Oldemc.english.ucsb.edu



Bruno Latour (French, born in Baume, 1947)

How to ask questions about events and actors (objects/places/persons/protocols/genre/etc)

Defer the question “why” (because it is too complex)

Defer the question “who” (because it rigs the questions of agency/ it is too anthropomorphic)

Instead practice “empirical relativism” by asking:

How did it happen? How does it operate? How was it constructed?

What is it? What are its constituents? What does it link to?

Ethos: 1:critique of the hermeneutic of suspicion (of privileging the deep and the hidden) and various transformational modernisms (which seek to purify)

2: valuing gathering, assembling, making things public, making a common world

Key Displacements:

1: Avoid construing the human within the celebrated old dyad, Subject/ object: a hierarchy, an overvaluation of (human) subject as creator, origin & cause of history, art, worlds & the social (

de-ontologize the opposition human/ non-human; explore human-thing hybridity

2: From analysis as deconstruction (critique as disassembling, skepticism, debunking) ( to the revaluation of construction and re-construction

3: Research agenda: understanding how humans, objects, places, ideas, etc. work in relation to one another, as assemblages, as eco-systems (179-180: defining ANT as alternative to fixing ‘context’)

Analytical Procedures for practicing the “empirical relativism” of ANT, Actor-Network Theory:

1: Don’t assume that you know the categorical difference between objects, places, persons, but use ANT to see how mediators articulate their nature(s) and relation

2: Flatten the elements of the assemblage so you can see all the elements in play: this gives them functional equivalence, and allows us to come to terms with the heterogeneity that is crucial to most networks (army example: 76: redistribute objects and humans into assemblage; no layer of matter)

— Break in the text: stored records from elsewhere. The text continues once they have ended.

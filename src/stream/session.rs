//! Duplex stream session backed by a bounded byte channel.
//!
//! [`StreamSession::open`] yields a writable half owned exclusively by
//! one pump and a readable half consumed by exactly one HTTP response.
//! The bounded channel is the backpressure mechanism: a slow consumer
//! blocks the producer on `write` instead of queueing unboundedly, and
//! a dropped consumer surfaces as a write failure.

use std::fmt::{Display, Formatter};

use bytes::Bytes;
use futures_util::StreamExt;
use tokio::sync::mpsc;
use tokio_stream::wrappers::ReceiverStream;

/// Failure pushing bytes into a stream session.
///
/// Not an application error: `Disconnected` is the expected signal that
/// the consumer is gone and the producer loop should wind down.
#[derive(Debug, Clone, Copy, PartialEq, Eq)]
pub enum WriteError {
    /// The readable half was dropped; the consumer is gone.
    Disconnected,
    /// `write` was called after `close`, which is a programming error
    /// in the caller and fails fast rather than silently succeeding.
    Closed,
}

impl Display for WriteError {
    fn fmt(&self, f: &mut Formatter<'_>) -> std::fmt::Result {
        match self {
            Self::Disconnected => write!(f, "consumer disconnected"),
            Self::Closed => write!(f, "write after close"),
        }
    }
}

impl std::error::Error for WriteError {}

/// One open duplex channel between a producer loop and an HTTP response.
pub struct StreamSession;

impl StreamSession {
    /// Open a session with a bounded frame buffer of `capacity` chunks.
    ///
    /// # Panics
    ///
    /// Panics if `capacity` is zero (rejected earlier by config
    /// validation).
    #[must_use]
    pub fn open(capacity: usize) -> (StreamWriter, StreamReader) {
        let (tx, rx) = mpsc::channel(capacity);
        (StreamWriter { tx: Some(tx) }, StreamReader { rx })
    }
}

/// Writable half of a [`StreamSession`]; exclusively owned by one pump.
pub struct StreamWriter {
    tx: Option<mpsc::Sender<Bytes>>,
}

impl StreamWriter {
    /// Push one chunk, awaiting buffer space.
    ///
    /// # Errors
    ///
    /// Returns [`WriteError::Disconnected`] when the readable half was
    /// dropped and [`WriteError::Closed`] after `close`.
    pub async fn write(&mut self, chunk: Bytes) -> Result<(), WriteError> {
        match &self.tx {
            Some(tx) => tx
                .send(chunk)
                .await
                .map_err(|_| WriteError::Disconnected),
            None => Err(WriteError::Closed),
        }
    }

    /// Close the writable half, releasing the channel.
    ///
    /// Safe to call again; only the first call performs the close.
    /// Returns whether this call closed the half.
    pub fn close(&mut self) -> bool {
        self.tx.take().is_some()
    }

    /// Whether `close` has been called.
    #[must_use]
    pub fn is_closed(&self) -> bool {
        self.tx.is_none()
    }
}

/// Readable half of a [`StreamSession`]; consumed by one HTTP response.
pub struct StreamReader {
    rx: mpsc::Receiver<Bytes>,
}

impl StreamReader {
    /// Receive the next chunk; `None` once the writable half is closed
    /// and the buffer is drained.
    pub async fn recv(&mut self) -> Option<Bytes> {
        self.rx.recv().await
    }

    /// Convert into an HTTP response body streaming the session bytes.
    #[must_use]
    pub fn into_body(self) -> axum::body::Body {
        let chunks = ReceiverStream::new(self.rx).map(Ok::<Bytes, std::convert::Infallible>);
        axum::body::Body::from_stream(chunks)
    }
}
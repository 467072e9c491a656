//! Unary capability echoing the request back to the caller.

use std::future::Future;
use std::pin::Pin;

use serde_json::{json, Value};

use super::{Capability, CapabilityRequest};
use crate::config::CapabilitySettings;
use crate::Result;

/// Returns the request body wrapped in an `echo` envelope.
#[derive(Debug, Default)]
pub struct Echo;

impl Echo {
    /// New echo capability; initialization is a no-op.
    #[must_use]
    pub fn new() -> Self {
        Self
    }
}

impl Capability for Echo {
    fn initialize<'a>(
        &'a self,
        _settings: &'a CapabilitySettings,
    ) -> Pin<Box<dyn Future<Output = Result<()>> + Send + 'a>> {
        Box::pin(async { Ok(()) })
    }

    fn handle_unary<'a>(
        &'a self,
        request: CapabilityRequest,
    ) -> Pin<Box<dyn Future<Output = Result<Value>> + Send + 'a>> {
        Box::pin(async move {
            let body = request.body.unwrap_or(Value::Null);
            Ok(json!({ "echo": body }))
        })
    }
}
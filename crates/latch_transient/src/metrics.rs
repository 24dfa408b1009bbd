//! Per-frame tier usage, compiled down to no-ops without the `metrics` feature.

use latch_metrics::{Counter, RingBuffer};

/// Rolling view of how the allocator uses its tiers.
#[derive(Debug)]
pub struct AllocatorMetrics {
    events: Counter,
    fast_pages: RingBuffer<u64>,
    main_pages: RingBuffer<u64>,
    frame_fast_peak: u64,
    frame_main_peak: u64,
}

impl AllocatorMetrics {
    pub const ACQUIRES: &'static str = "acquires";
    pub const RELEASES: &'static str = "releases";
    pub const FLUSHES: &'static str = "flushes";
    pub const SPILLED_PAGES: &'static str = "spilled_pages";
    pub const FINALIZES: &'static str = "finalizes";
    pub const FRAMES: &'static str = "frames";

    pub fn new(window: usize) -> Self {
        Self {
            events: Counter::new(),
            fast_pages: RingBuffer::new(window),
            main_pages: RingBuffer::new(window),
            frame_fast_peak: 0,
            frame_main_peak: 0,
        }
    }

    #[inline]
    pub(crate) fn record(&mut self, event: &'static str, value: u64) {
        self.events.increment(event, value);
    }

    /// Track the pages in use right now against this frame's peak.
    pub(crate) fn observe_usage(&mut self, fast_pages: u64, main_pages: u64) {
        self.frame_fast_peak = self.frame_fast_peak.max(fast_pages);
        self.frame_main_peak = self.frame_main_peak.max(main_pages);
    }

    /// Close the current frame's window sample.
    pub(crate) fn end_frame(&mut self) {
        self.fast_pages.push(self.frame_fast_peak);
        self.main_pages.push(self.frame_main_peak);
        self.frame_fast_peak = 0;
        self.frame_main_peak = 0;
        self.events.increment(Self::FRAMES, 1);
    }

    /// Total of a named event since construction.
    pub fn count(&self, event: &str) -> u64 {
        self.events.get(event)
    }

    pub fn average_fast_pages(&self) -> u64 {
        self.fast_pages.average()
    }

    pub fn peak_fast_pages(&self) -> u64 {
        self.fast_pages.max()
    }

    pub fn average_main_pages(&self) -> u64 {
        self.main_pages.average()
    }

    pub fn peak_main_pages(&self) -> u64 {
        self.main_pages.max()
    }

    pub fn frames_sampled(&self) -> usize {
        self.fast_pages.len()
    }
}
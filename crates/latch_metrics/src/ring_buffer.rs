//! Ring buffer for rolling per-frame samples

#[derive(Debug)]
pub struct RingBuffer<T> {
    samples: Vec<T>,
    capacity: usize,
    index: usize,
}

impl<T> RingBuffer<T> {
    pub fn new(capacity: usize) -> Self {
        let capacity = capacity.max(1);
        Self {
            samples: Vec::with_capacity(capacity),
            capacity,
            index: 0,
        }
    }

    pub fn push(&mut self, sample: T) {
        if self.samples.len() < self.capacity {
            self.samples.push(sample);
        } else {
            self.samples[self.index] = sample;
        }
        self.index = (self.index + 1) % self.capacity;
    }

    pub fn len(&self) -> usize {
        self.samples.len()
    }

    pub fn is_empty(&self) -> bool {
        self.samples.is_empty()
    }
}

// Page and event counts are the common case
impl RingBuffer<u64> {
    pub fn average(&self) -> u64 {
        if self.samples.is_empty() {
            return 0;
        }
        self.samples.iter().sum::<u64>() / self.samples.len() as u64
    }

    pub fn max(&self) -> u64 {
        self.samples.iter().copied().max().unwrap_or(0)
    }
}
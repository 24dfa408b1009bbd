use crate::{
    BlockId, MappingPolicy, PageBlock, PagePoolDevice, PageRef, PagingError, Range,
    VirtualAddress,
};

/// Page-granular allocator for one memory tier.
///
/// Blocks are laid out back to back from `base_address` and created on
/// demand, as far as the policy allows. Every allocation made during a frame
/// is expected to be gone by the next `next_frame`, which simply resets all
/// blocks to fresh.
pub struct PageAllocator<P: MappingPolicy, D: PagePoolDevice> {
    policy: P,
    device: D,
    base_address: VirtualAddress,
    blocks: Vec<PageBlock>,
    /// Set when a block hands out pages; cleared by `clean`.
    touched: Vec<bool>,
    high_mark: usize,
    free_pages: u64,
}

impl<P: MappingPolicy, D: PagePoolDevice> PageAllocator<P, D> {
    pub fn new(device: D, base_address: VirtualAddress, budget_bytes: u64) -> Self {
        debug_assert!(P::BLOCK_PAGE_COUNT > 0, "block page count must be non-zero");
        debug_assert!(
            base_address.is_page_aligned(),
            "base address {base_address} is not page aligned"
        );
        Self {
            policy: P::new(budget_bytes),
            device,
            base_address,
            blocks: Vec::new(),
            touched: Vec::new(),
            high_mark: 0,
            free_pages: 0,
        }
    }

    #[inline]
    pub fn base_address(&self) -> VirtualAddress {
        self.base_address
    }

    #[inline]
    pub fn block_count(&self) -> usize {
        self.blocks.len()
    }

    #[inline]
    pub fn blocks(&self) -> &[PageBlock] {
        &self.blocks
    }

    /// Pages currently free across all initialized blocks.
    #[inline]
    pub fn free_page_count(&self) -> u64 {
        self.free_pages
    }

    /// Pages across all initialized blocks.
    #[inline]
    pub fn capacity_pages(&self) -> u64 {
        self.blocks.len() as u64 * P::BLOCK_PAGE_COUNT as u64
    }

    /// Largest block count reached since construction or the last `clean`.
    #[inline]
    pub fn high_water_mark(&self) -> usize {
        self.high_mark
    }

    #[inline]
    fn block_address(&self, index: usize) -> VirtualAddress {
        self.base_address.offset(P::BLOCK_SIZE_BYTES * index as u64)
    }

    /// Grow by one block if the policy allows it.
    fn expand(&mut self) -> Result<bool, PagingError> {
        let index = self.blocks.len();
        if !self.policy.can_expand(index + 1) {
            return Ok(false);
        }

        let address = self.block_address(index);
        let mut block = PageBlock::new(P::BLOCK_PAGE_COUNT);
        self.policy
            .init_block(&self.device, address, index, &mut block)?;
        debug_assert!(block.is_fresh(), "policy returned a block that is not fresh");

        self.blocks.push(block);
        self.touched.push(false);
        self.free_pages += P::BLOCK_PAGE_COUNT as u64;
        self.high_mark = self.high_mark.max(self.blocks.len());

        tracing::info!(
            tier = ?P::TIER,
            index,
            %address,
            pages = P::BLOCK_PAGE_COUNT,
            "page block initialized"
        );
        Ok(true)
    }

    /// Allocate `count` pages, appending one `PageRef` per granted range.
    ///
    /// Existing blocks are walked in creation order before the tier grows.
    /// Returns the number of pages that could not be satisfied; a non-zero
    /// remainder is not an error, the caller decides where it goes next.
    pub fn allocate(&mut self, count: u32, refs: &mut Vec<PageRef>) -> Result<u32, PagingError> {
        let mut remaining = count;
        let mut index = 0;

        while remaining > 0 {
            if index == self.blocks.len() && !self.expand()? {
                break;
            }

            let base_address = self.block_address(index);
            let block = &mut self.blocks[index];
            while remaining > 0 {
                let Some(range) = block.allocate_range(remaining) else {
                    break;
                };
                remaining -= range.count;
                self.free_pages -= range.count as u64;
                self.touched[index] = true;

                refs.push(PageRef {
                    base_address,
                    block_page_count: P::BLOCK_PAGE_COUNT,
                    block: BlockId::new(P::TIER, index as u32),
                    range,
                });
            }
            index += 1;
        }

        Ok(remaining)
    }

    /// Return every page in `refs` that belongs to this tier.
    pub fn release(&mut self, refs: &[PageRef]) -> Result<(), PagingError> {
        for page in refs.iter().filter(|page| page.tier() == P::TIER) {
            let index = page.block.index();
            let block_count = self.blocks.len();
            let block = self
                .blocks
                .get_mut(index as usize)
                .ok_or(PagingError::ForeignBlock {
                    tier: P::TIER,
                    index,
                    block_count,
                })?;
            block.free_range(page.range);
            self.free_pages += page.range.count as u64;
        }
        Ok(())
    }

    /// Reset every block to fully free.
    pub fn next_frame(&mut self) {
        self.free_pages = self.capacity_pages();
        self.blocks.iter_mut().for_each(PageBlock::reset);
    }

    /// Release trailing blocks that have not handed out a page since the
    /// previous `clean`. Returns how many blocks were released.
    ///
    /// Only trailing blocks are removed so block ids held by live `PageRef`s
    /// stay valid.
    pub fn clean(&mut self) -> Result<usize, PagingError> {
        let mut released = 0;
        while let Some(last) = self.blocks.len().checked_sub(1) {
            if self.touched[last] || !self.blocks[last].is_fresh() {
                break;
            }
            self.deinit_last()?;
            released += 1;
        }

        self.touched.iter_mut().for_each(|touched| *touched = false);
        self.high_mark = self.blocks.len();

        if released > 0 {
            tracing::info!(tier = ?P::TIER, released, remaining = self.blocks.len(), "cleaned idle page blocks");
        }
        Ok(released)
    }

    fn deinit_last(&mut self) -> Result<(), PagingError> {
        let index = self.blocks.len() - 1;
        let address = self.block_address(index);
        let mut block = self.blocks.remove(index);
        self.touched.pop();
        self.free_pages -= block.free_page_count() as u64;

        self.policy
            .deinit_block(&self.device, address, index, &mut block)?;
        tracing::info!(tier = ?P::TIER, index, %address, "page block released");
        Ok(())
    }

    /// Ranges of `refs` that originated from this tier.
    pub fn ranges_of(&self, refs: &[PageRef]) -> Vec<Range> {
        refs.iter()
            .filter(|page| page.tier() == P::TIER)
            .map(|page| page.range)
            .collect()
    }

    /// Release every block, newest first. Keeps going after a failure and
    /// reports the first one.
    pub fn uninitialize(&mut self) -> Result<(), PagingError> {
        let mut first_error = None;
        while !self.blocks.is_empty() {
            if let Err(err) = self.deinit_last() {
                first_error.get_or_insert(err);
            }
        }
        self.free_pages = 0;
        first_error.map_or(Ok(()), Err)
    }
}

impl<P: MappingPolicy, D: PagePoolDevice> Drop for PageAllocator<P, D> {
    fn drop(&mut self) {
        if let Err(err) = self.uninitialize() {
            tracing::error!(tier = ?P::TIER, error = %err, "failed to release page blocks");
        }
    }
}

3: Rather than turning the linked terms explored by ANT (objects/places/persons) into (passive) intermediaries, increase the number and kinds of mediators/ actors/ actants

4: ANT’s method is to “follow the actors” in their deployment of words, concepts, objects, places; then your tracing of the connections between humans, places, things will be as comprehensive and complex as reality (example, 189: reinterpreting the panorama—an illusion of totality, an intimation of a task)

Bibliography:

Latour, Bruno. Science In Action: How to Follow Scientists and Engineers Through Society, Harvard University Press, Cambridge Mass., USA, 1987.

___The Pasteurization of France, Harvard University Press, Cambridge Mass., USA, 1988.

___We have never been modern (tr. by Catherine Porter), Harvard University Press, Cambridge Mass., USA, 1993.

___Aramis, or the love of technology, Harvard University Press, Cambridge Mass., USA, 1996.

Pandora's hope: essays on the reality of science studies, Harvard University Press, Cambridge Mass., USA, 1999.

___.Reassembling the social: an introduction to Actor-network theory, Oxford ; New York, Oxford: University Press, 2005. ISBN 9780199256044

Callon, Michel "Some Elements of a Sociology of Translation: Domestication of the Scallops and the Fishermen of St Brieuc Bay." 1986.

Law, John. After Method: Mess in Social Science Research, Routledge, London, 2004

Question: what usefulness does Latour and ANT have for novel studies?

Constituents of Latour’s argument

1: Don’t take the conceptual coherence of objects of study for granted: the “novel” as open to definition

2: follow the controversies: what is a novel? Where does it begin? What is literature? What groups (booksellers, novelists, ‘the middle class’), what actions (reviewing), what objects (duodecimo book) are mediators of the novel’s rise?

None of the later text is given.